Minister of Education
- Incumbent
- Assumed office 15 January 2024
- President: Bernardo Arévalo
- Preceded by: Claudia Ruíz Casasola [es]

Personal details
- Party: Movimiento Semilla

= Anabella Giracca =

Guatemalan educator, writer and politician

Anabella María Giracca Méndez (born 14 October 1962) is a Guatemalan educator, writer and politician. She has been serving as Minister of Education of Guatemala since 2024. She is co-founder of the Movimiento Semilla.

==Career==
Giracca holds a degree in literature and philosophy and has a long career in education and human rights, focusing primarily on the protection of children and indigenous peoples. As a writer, she has authored essays, columns, novels and children’s stories.

She has coordinated the Bilingual Literacy Programme at Rafael Landívar University and directed the Institute of Linguistics and Interculturality, the UNESCO Chair in Communication for the Strengthening of Cultural Diversity, and programmes for rural teachers. She is one of the co-founders of the Movimiento Semilla.

Giracca has also served as an advisor to the Academy of Mayan Languages and has been involved in the management of teacher training programmes in rural areas of the country. Since at least 2008, Giracca has been promoting the idea of establishing a university of the Maya people.

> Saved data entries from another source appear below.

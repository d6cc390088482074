//! Buddy page allocator over a borrowed descriptor pool
//!
//! Owns the free-area store and drives it for the memory manager: seeding,
//! allocation and release, range hot-plug and diagnostics.

use crate::page_descriptor::{DescriptorPool, PageDescriptor, PageDescriptorType};
use crate::{AllocError, AllocResult, PageAllocatorAlgorithm, Pfn};

#[cfg(feature = "log")]
use log::{debug, trace, warn};

#[cfg(feature = "tracking")]
use super::stats::MemoryStatsReporter;

use super::{
    buddy_block::{BuddyBlock, MAX_ORDER},
    buddy_set::BuddySet,
    free_list::FreeListIter,
    stats::{BuddyStats, FreeAreaDisplay},
};

/// Buddy page allocator
///
/// Borrows the page descriptor table for `'a`; it never owns frames, it only
/// tracks which blocks are free. Not synchronized: see
/// [`LockedPageAllocator`](crate::LockedPageAllocator).
pub struct BuddyPageAllocator<'a> {
    pool: DescriptorPool<'a>,
    free_areas: BuddySet,
    /// Frames seeded or inserted, minus frames removed
    managed_pages: usize,
}

impl<'a> BuddyPageAllocator<'a> {
    /// Friendly name used for algorithm selection
    pub const NAME: &'static str = "buddy";

    /// Create an allocator without memory (must call init())
    pub fn new() -> Self {
        Self {
            pool: DescriptorPool::empty(),
            free_areas: BuddySet::new(),
            managed_pages: 0,
        }
    }

    /// Take over `descriptors`, whose first entry describes `base_pfn`, and
    /// seed `[base_pfn, base_pfn + count)` as maximal aligned free blocks.
    ///
    /// Frames of the pool past `count` stay reserved until inserted with
    /// [`insert_range`](Self::insert_range).
    pub fn init(
        &mut self,
        descriptors: &'a mut [PageDescriptor],
        base_pfn: Pfn,
        count: usize,
    ) -> AllocResult {
        if descriptors.is_empty() || count == 0 || count > descriptors.len() {
            warn!(
                "buddy allocator: cannot init with {} descriptors and count {}",
                descriptors.len(),
                count
            );
            return Err(AllocError::InvalidParam);
        }
        if base_pfn.checked_add(descriptors.len()).is_none() {
            return Err(AllocError::InvalidParam);
        }

        self.free_areas.clear(&mut self.pool);
        self.pool = DescriptorPool::new(descriptors, base_pfn);
        self.pool.reset();
        self.managed_pages = 0;

        self.seed(base_pfn, count);
        debug!(
            "buddy allocator: initialized pfns [{:#x}, {:#x}) of pool [{:#x}, {:#x})",
            base_pfn,
            base_pfn + count,
            self.pool.base_pfn(),
            self.pool.end_pfn()
        );
        Ok(())
    }

    /// Release the descriptor pool back to its owner.
    ///
    /// All free lists are emptied; the allocator must be re-initialized
    /// before further use.
    pub fn teardown(&mut self) -> &'a mut [PageDescriptor] {
        self.free_areas.clear(&mut self.pool);
        self.managed_pages = 0;
        core::mem::take(&mut self.pool).into_inner()
    }

    fn seed(&mut self, start: Pfn, count: usize) {
        self.pool
            .mark_range(start, count, PageDescriptorType::Available);
        self.free_areas.insert_blocks(&mut self.pool, start, count);
        self.managed_pages += count;
    }

    /// Allocate a block of `2^order` frames.
    ///
    /// Returns the first pfn of the lowest-addressed block available, or
    /// [`AllocError::NoMemory`] with the free lists left untouched.
    ///
    /// # Panics
    ///
    /// Panics if `order > MAX_ORDER`.
    pub fn allocate(&mut self, order: usize) -> AllocResult<Pfn> {
        match self.free_areas.alloc_block(&mut self.pool, order) {
            Ok(pfn) => Ok(pfn),
            Err(e) => {
                debug!("buddy allocator: allocation failure at order {}", order);
                #[cfg(feature = "tracking")]
                MemoryStatsReporter::print_alloc_failure_stats(
                    crate::DEFAULT_PAGE_SIZE,
                    &self.get_stats(),
                    order,
                );
                Err(e)
            }
        }
    }

    /// Return a block obtained from [`allocate`](Self::allocate) with the same
    /// order, merging it with free buddies as far as possible.
    ///
    /// # Panics
    ///
    /// Panics on an out-of-range order, a misaligned block, a block outside
    /// the pool, a block covering reserved frames or a block that is already
    /// (partly) free.
    pub fn free(&mut self, pfn: Pfn, order: usize) {
        let merged = self.free_areas.free_block(&mut self.pool, pfn, order);
        if merged.order > order {
            trace!(
                "buddy allocator: freed {:#x} merged up to order {}",
                pfn,
                merged.order
            );
        }
    }

    /// Mark `[start, start + count)` available and insert it as maximal
    /// aligned blocks, merging with free neighbours.
    ///
    /// Fails with [`AllocError::InvalidParam`] if the range is empty or leaves
    /// the pool, and with [`AllocError::MemoryOverlap`] if any frame is
    /// already managed (free or allocated). Nothing changes on failure.
    pub fn insert_range(&mut self, start: Pfn, count: usize) -> AllocResult {
        if count == 0 || !self.pool.contains_range(start, count) {
            warn!(
                "buddy allocator: insert range [{:#x}, +{:#x}) outside pool",
                start, count
            );
            return Err(AllocError::InvalidParam);
        }
        // Free and allocated frames alike carry the available flag
        if self.pool.any_available(start, count) {
            warn!(
                "buddy allocator: insert range [{:#x}, {:#x}) overlaps managed memory",
                start,
                start + count
            );
            return Err(AllocError::MemoryOverlap);
        }

        debug!(
            "buddy allocator: insert range [{:#x}, {:#x})",
            start,
            start + count
        );
        self.seed(start, count);
        Ok(())
    }

    /// Mark `[start, start + count)` unavailable, then re-coalesce the
    /// remaining free memory.
    ///
    /// The whole call fails with [`AllocError::NotAvailable`] if any frame in
    /// the range is not currently free (allocated, or never inserted), and
    /// with [`AllocError::InvalidParam`] if the range is empty or leaves the
    /// pool. Nothing changes on failure.
    pub fn remove_range(&mut self, start: Pfn, count: usize) -> AllocResult {
        if count == 0 || !self.pool.contains_range(start, count) {
            warn!(
                "buddy allocator: remove range [{:#x}, +{:#x}) outside pool",
                start, count
            );
            return Err(AllocError::InvalidParam);
        }

        let end = start + count;
        let mut pfn = start;
        while pfn < end {
            match self.free_areas.find_containing(&self.pool, pfn) {
                Some(block) => pfn = block.end_pfn(),
                None => {
                    warn!(
                        "buddy allocator: remove range [{:#x}, {:#x}): frame {:#x} is not free",
                        start, end, pfn
                    );
                    return Err(AllocError::NotAvailable);
                }
            }
        }

        debug!("buddy allocator: remove range [{:#x}, {:#x})", start, end);
        self.free_areas.carve_range(&mut self.pool, start, count);
        self.free_areas.coalesce(&mut self.pool);
        self.managed_pages -= count;
        Ok(())
    }

    /// Split the free block `(pfn, order)` into two free halves.
    pub fn split(&mut self, pfn: Pfn, order: usize) -> Option<Pfn> {
        self.free_areas.split(&mut self.pool, pfn, order)
    }

    /// Merge the free block `(pfn, order)` with its free buddy.
    ///
    /// # Panics
    ///
    /// Panics if `order >= MAX_ORDER`.
    pub fn merge(&mut self, pfn: Pfn, order: usize) -> Option<Pfn> {
        self.free_areas.merge(&mut self.pool, pfn, order)
    }

    pub fn buddy_of(&self, pfn: Pfn, order: usize) -> Option<Pfn> {
        self.free_areas.buddy_of(&self.pool, pfn, order)
    }

    pub fn is_free(&self, pfn: Pfn, order: usize) -> bool {
        self.free_areas.is_free(&self.pool, pfn, order)
    }

    /// The free block currently holding `pfn`, if any
    pub fn find_containing(&self, pfn: Pfn) -> Option<BuddyBlock> {
        self.free_areas.find_containing(&self.pool, pfn)
    }

    /// Free block heads of one order, lowest first
    ///
    /// # Panics
    ///
    /// Panics if `order > MAX_ORDER`.
    pub fn free_blocks(&self, order: usize) -> FreeListIter<'_> {
        self.free_areas.free_blocks(&self.pool, order)
    }

    pub fn block_count(&self, order: usize) -> usize {
        self.free_areas.block_count(order)
    }

    pub fn total_pages(&self) -> usize {
        self.managed_pages
    }

    pub fn free_pages(&self) -> usize {
        self.free_areas.free_pages()
    }

    pub fn used_pages(&self) -> usize {
        self.managed_pages.saturating_sub(self.free_pages())
    }

    pub fn get_stats(&self) -> BuddyStats {
        let mut stats = BuddyStats::new();
        stats.total_pages = self.total_pages();
        stats.free_pages = self.free_pages();
        stats.used_pages = self.used_pages();
        for order in 0..=MAX_ORDER {
            stats.free_blocks_by_order[order] = self.block_count(order);
        }
        stats
    }

    /// The borrowed descriptor pool
    pub fn pool(&self) -> &DescriptorPool<'a> {
        &self.pool
    }

    /// Render the free list of one order as `[order] pfn pfn ...`
    pub fn free_area(&self, order: usize) -> FreeAreaDisplay<'_> {
        FreeAreaDisplay::new(self, order)
    }

    /// Log every free list, one line per order
    pub fn dump_state(&self) {
        debug!("BUDDY STATE:");
        for order in 0..=MAX_ORDER {
            debug!("{}", self.free_area(order));
        }
    }
}

impl Default for BuddyPageAllocator<'_> {
    fn default() -> Self {
        Self::new()
    }
}

impl<'a> PageAllocatorAlgorithm<'a> for BuddyPageAllocator<'a> {
    fn init(
        &mut self,
        descriptors: &'a mut [PageDescriptor],
        base_pfn: Pfn,
        count: usize,
    ) -> AllocResult {
        BuddyPageAllocator::init(self, descriptors, base_pfn, count)
    }

    fn allocate_pages(&mut self, order: usize) -> AllocResult<Pfn> {
        self.allocate(order)
    }

    fn free_pages(&mut self, pfn: Pfn, order: usize) {
        self.free(pfn, order)
    }

    fn insert_page_range(&mut self, start: Pfn, count: usize) -> AllocResult {
        self.insert_range(start, count)
    }

    fn remove_page_range(&mut self, start: Pfn, count: usize) -> AllocResult {
        self.remove_range(start, count)
    }

    fn name(&self) -> &'static str {
        Self::NAME
    }

    fn dump_state(&self) {
        BuddyPageAllocator::dump_state(self)
    }
}
//! Buddy page-frame allocator
//!
//! This crate manages a fixed pool of page frames as a hierarchy of
//! power-of-two blocks, featuring:
//! - Intrusive per-order free lists threaded through borrowed page descriptors
//! - Block splitting on allocation and cascading buddy merges on release
//! - Range insertion/removal for boot-time and hot-plug memory maps
//! - Statistics and free-area dumps for debugging
//!
//! The allocator itself is not synchronized. [`LockedPageAllocator`] provides
//! the serialization layer for callers that need one.

#![no_std]

extern crate alloc;

// Logging support - conditionally import log crate
#[cfg(feature = "log")]
extern crate log;

// Stub macros when log is disabled - these become no-ops
#[cfg(not(feature = "log"))]
macro_rules! error {
    ($($arg:tt)*) => {};
}
#[cfg(not(feature = "log"))]
macro_rules! warn {
    ($($arg:tt)*) => {};
}
#[cfg(not(feature = "log"))]
#[allow(unused_macros)]
macro_rules! info {
    ($($arg:tt)*) => {};
}
#[cfg(not(feature = "log"))]
macro_rules! debug {
    ($($arg:tt)*) => {};
}
#[cfg(not(feature = "log"))]
#[allow(unused_macros)]
macro_rules! trace {
    ($($arg:tt)*) => {};
}

/// Page size used when reporting block sizes in bytes
pub const DEFAULT_PAGE_SIZE: usize = 0x1000;

/// Page frame number.
pub type Pfn = usize;

/// The error type used for allocation.
#[derive(Debug, Clone, Copy, PartialEq, Eq)]
pub enum AllocError {
    /// Invalid pool, count or range (e.g. outside the descriptor pool).
    InvalidParam,
    /// Range inserted by `insert_range` overlaps memory that is already free.
    MemoryOverlap,
    /// No free block of sufficient order.
    NoMemory,
    /// Range removed by `remove_range` contains frames that are not free.
    NotAvailable,
}

/// A [`Result`] type with [`AllocError`] as the error type.
pub type AllocResult<T = ()> = Result<T, AllocError>;

/// A page allocation algorithm as seen by the owning memory manager.
///
/// Callers must serialize every entry point; implementations perform several
/// free-list mutations per call that are not atomic as a group.
pub trait PageAllocatorAlgorithm<'a> {
    /// Take over the descriptor pool and seed `count` frames starting at `base_pfn`.
    fn init(
        &mut self,
        descriptors: &'a mut [PageDescriptor],
        base_pfn: Pfn,
        count: usize,
    ) -> AllocResult;

    /// Allocate a block of `2^order` contiguous frames, returning its first pfn.
    fn allocate_pages(&mut self, order: usize) -> AllocResult<Pfn>;

    /// Return a block previously obtained from `allocate_pages` with the same order.
    fn free_pages(&mut self, pfn: Pfn, order: usize);

    /// Mark `count` frames starting at `start` as available for allocation.
    fn insert_page_range(&mut self, start: Pfn, count: usize) -> AllocResult;

    /// Mark `count` frames starting at `start` as unavailable for allocation.
    fn remove_page_range(&mut self, start: Pfn, count: usize) -> AllocResult;

    /// Friendly name of the algorithm, for debugging and selection purposes.
    fn name(&self) -> &'static str;

    /// Log the current state of the free areas.
    fn dump_state(&self);
}

/// Checks whether the frame number has the demanded alignment.
///
/// Equivalent to `pfn % align == 0`, but the alignment must be a power of two.
#[inline]
const fn is_aligned(pfn: Pfn, align: usize) -> bool {
    pfn & (align - 1) == 0
}

pub mod page_descriptor;
pub use page_descriptor::{DescriptorPool, PageDescriptor, PageDescriptorType};

// Export our allocator implementations
pub mod buddy;
pub use buddy::{order_for_pages, BuddyBlock, BuddyPageAllocator, BuddyStats, MAX_ORDER};

pub mod locked_allocator;
pub use locked_allocator::LockedPageAllocator;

On 8 January 2024, newly elected President Bernardo Arévalo presented his cabinet and announced Anabella Giracca as the new minister of education. She was sworn in on 15 January 2024 by President Arévalo at National Palace.

In January 2026, Giracca noted that 28,000 teachers had been recruited over a two-year period and that 20,000 new pupils would have been enrolled in secondary schools. In May 2026, following protests by teachers, Giracca and Arévalo met with teachers’ representatives to take steps towards appointing many teachers to permanent posts.